The federal government’s foreclosure moratorium – designed to help homeowners weather the pandemic – is end later this month. But that doesn’t mean the foreclosures are about to come back in force.

Why is this important: The housing market is very tight and people who are losing their homes at this time may be struggling to find another place to live. The good news, however, is that it is almost certain that foreclosures will remain extremely rare until 2022 at the earliest.

Get market news worthy of your time with Axios Markets. Subscribe for free.

Driving the news: As the White House moratorium comes to an end, the Consumer Financial Protection Bureau proposes new rule, called Regulation X, which would effectively ban foreclosures until the end of 2021, while making it easier for borrowers to stay at home.

The big picture: About 7.2 million homeowners have signed up to pandemic-related forbearance plans, but most of them have already successfully left purgatory.

  • In numbers : According to Black Knight data, 46% are now repaying their loans and 17% have fully paid off their mortgage, either refinancing or selling their home in the strong housing market.

  • About 2.1 million homeowners remain in the abstention. Even though they are behind on mortgage payments and property taxes, the overwhelming majority of these homeowners still have substantial positive equity in their homes, says Black Knight economist Andy Walden.

What they say : “It’s almost the exact opposite of what we saw in the last financial crisis,” Walden told Axios.

  • At the time, millions of homeowners were underwater on their mortgages, “which really limited options and created a snowball of distress.”

  • Today, on the other hand, rising prices create much more space for service providers to make deals that keep borrowers at home.

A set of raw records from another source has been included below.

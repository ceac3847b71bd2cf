//! User account handlers: registration, login, identity and role changes.

use aide::axum::ApiRouter;
use aide::transform::TransformOperation;
use axum::extract::State;
use axum::http::StatusCode;

use crate::extract::{AuthClaims, AuthState, Json, Path, ValidateJson};
use crate::handler::request::{ChangeRole, LoginUser, RecordPathParams, RegisterUser};
use crate::handler::response::{ErrorResponse, Login, Me, User};
use crate::handler::{ErrorKind, Result};
use crate::middleware::{IdentityRequirement, RouterAccessExt};
use crate::service::{
    CredentialHasher, RegistrationPolicy, ServiceState, ServiceStore, SessionKeys, UserStore,
};

/// Tracing target for user operations.
const TRACING_TARGET: &str = "libris_server::handler::users";

/// Creates a new account with the configured default role.
#[tracing::instrument(skip_all)]
async fn register(
    State(store): State<ServiceStore>,
    State(credential_hasher): State<CredentialHasher>,
    State(registration_policy): State<RegistrationPolicy>,
    ValidateJson(request): ValidateJson<RegisterUser>,
) -> Result<(StatusCode, Json<User>)> {
    tracing::trace!(
        target: TRACING_TARGET,
        username = ?request.username,
        "registration attempt"
    );

    let new_user = request.into_model(&credential_hasher, registration_policy.default_role)?;
    let user = store.create_user(new_user).await?;

    tracing::info!(
        target: TRACING_TARGET,
        user_id = user.id,
        username = %user.username,
        role = %user.role,
        "user registered"
    );

    Ok((StatusCode::CREATED, Json(User::from_model(user))))
}

fn register_docs(op: TransformOperation) -> TransformOperation {
    op.summary("Register")
        .description("Creates an account. New accounts receive the configured default role.")
        .response::<201, Json<User>>()
        .response::<400, Json<ErrorResponse>>()
        .response::<409, Json<ErrorResponse>>()
}

/// Exchanges credentials for a signed identity token.
#[tracing::instrument(skip_all)]
async fn login(
    State(store): State<ServiceStore>,
    State(credential_hasher): State<CredentialHasher>,
    State(session_keys): State<SessionKeys>,
    ValidateJson(request): ValidateJson<LoginUser>,
) -> Result<(StatusCode, Json<Login>)> {
    let username = request.username.unwrap_or_default();
    let password = request.password.unwrap_or_default();

    tracing::trace!(target: TRACING_TARGET, username = %username, "login attempt");

    let user = store.find_user_by_username(&username).await?;
    let user = match user {
        Some(user) if credential_hasher.verify(&password, &user.password_hash) => user,
        user => {
            tracing::warn!(
                target: TRACING_TARGET,
                username = %username,
                user_exists = user.is_some(),
                "login failed"
            );
            return Err(ErrorKind::Unauthorized
                .with_message("Wrong username or password")
                .with_resource("authentication"));
        }
    };

    let (claims, token) = AuthClaims::issue(&user, &session_keys)?;

    tracing::info!(
        target: TRACING_TARGET,
        user_id = user.id,
        expires_at = %claims.expires_at,
        "login successful: token issued"
    );

    Ok((StatusCode::OK, Json(Login::new(token))))
}

fn login_docs(op: TransformOperation) -> TransformOperation {
    op.summary("Log in")
        .description("Verifies the credentials and returns a bearer token valid for one day.")
        .response::<200, Json<Login>>()
        .response::<400, Json<ErrorResponse>>()
        .response::<401, Json<ErrorResponse>>()
}

/// Returns the caller as currently stored.
#[tracing::instrument(skip_all, fields(user_id = auth_state.user().id))]
async fn me(auth_state: AuthState) -> Result<(StatusCode, Json<Me>)> {
    tracing::trace!(target: TRACING_TARGET, "identity requested");

    let expires_at = auth_state.claims().expires_at;
    let response = Me::new(auth_state.user().clone(), expires_at);
    Ok((StatusCode::OK, Json(response)))
}

fn me_docs(op: TransformOperation) -> TransformOperation {
    op.summary("Current user")
        .description("Returns the stored account of the caller and the token expiry.")
        .response::<200, Json<Me>>()
        .response::<401, Json<ErrorResponse>>()
}

/// Changes the role of any user.
#[tracing::instrument(skip_all, fields(caller_id = auth_state.user().id))]
async fn change_role(
    State(store): State<ServiceStore>,
    auth_state: AuthState,
    Path(path_params): Path<RecordPathParams>,
    ValidateJson(request): ValidateJson<ChangeRole>,
) -> Result<(StatusCode, Json<User>)> {
    let user_id = path_params.id()?;
    let role = request.role()?;

    tracing::trace!(
        target: TRACING_TARGET,
        user_id = user_id,
        role = %role,
        "changing role"
    );

    let Some(user) = store.update_user_role(user_id, role).await? else {
        return Err(ErrorKind::NotFound
            .with_message("User with specified id was not found")
            .with_resource("users")
            .with_context(format!("id: {user_id}")));
    };

    tracing::info!(
        target: TRACING_TARGET,
        user_id = user.id,
        role = %user.role,
        changed_by = auth_state.user().id,
        "role changed"
    );

    Ok((StatusCode::OK, Json(User::from_model(user))))
}

fn change_role_docs(op: TransformOperation) -> TransformOperation {
    op.summary("Change role")
        .description("Sets the role of a user. Requires the UPDATE right. Takes effect on the user's next request.")
        .response::<200, Json<User>>()
        .response::<400, Json<ErrorResponse>>()
        .response::<401, Json<ErrorResponse>>()
        .response::<403, Json<ErrorResponse>>()
        .response::<404, Json<ErrorResponse>>()
}

/// Returns a [`Router`] with all related routes.
///
/// [`Router`]: axum::routing::Router
pub fn routes(state: ServiceState) -> ApiRouter<ServiceState> {
    use aide::axum::routing::*;

    let public = ApiRouter::new()
        .api_route("/users/register", post_with(register, register_docs))
        .api_route("/users/login", post_with(login, login_docs));

    let protected = ApiRouter::new()
        .api_route("/users/me", get_with(me, me_docs))
        .api_route("/users/{id}/role", put_with(change_role, change_role_docs))
        .with_access(state, IdentityRequirement::Always);

    public
        .merge(protected)
        .with_path_items(|item| item.tag("Users"))
}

“Next year there will be a lot of effort to provide abstentions and practices, ”adds Jorge Newbery, CEO of AHP Servicing, which focuses on low-income borrowers most at risk of foreclosure. “Additional foreclosure activity will be modest.

The bottom line: There is a strong possibility that foreclosures will exceed their pre-pandemic levels in 2023, once all other options have been tried and the current backlog of court cases begins to clear. Right now, however, foreclosure is something most homeowners don’t have to worry about.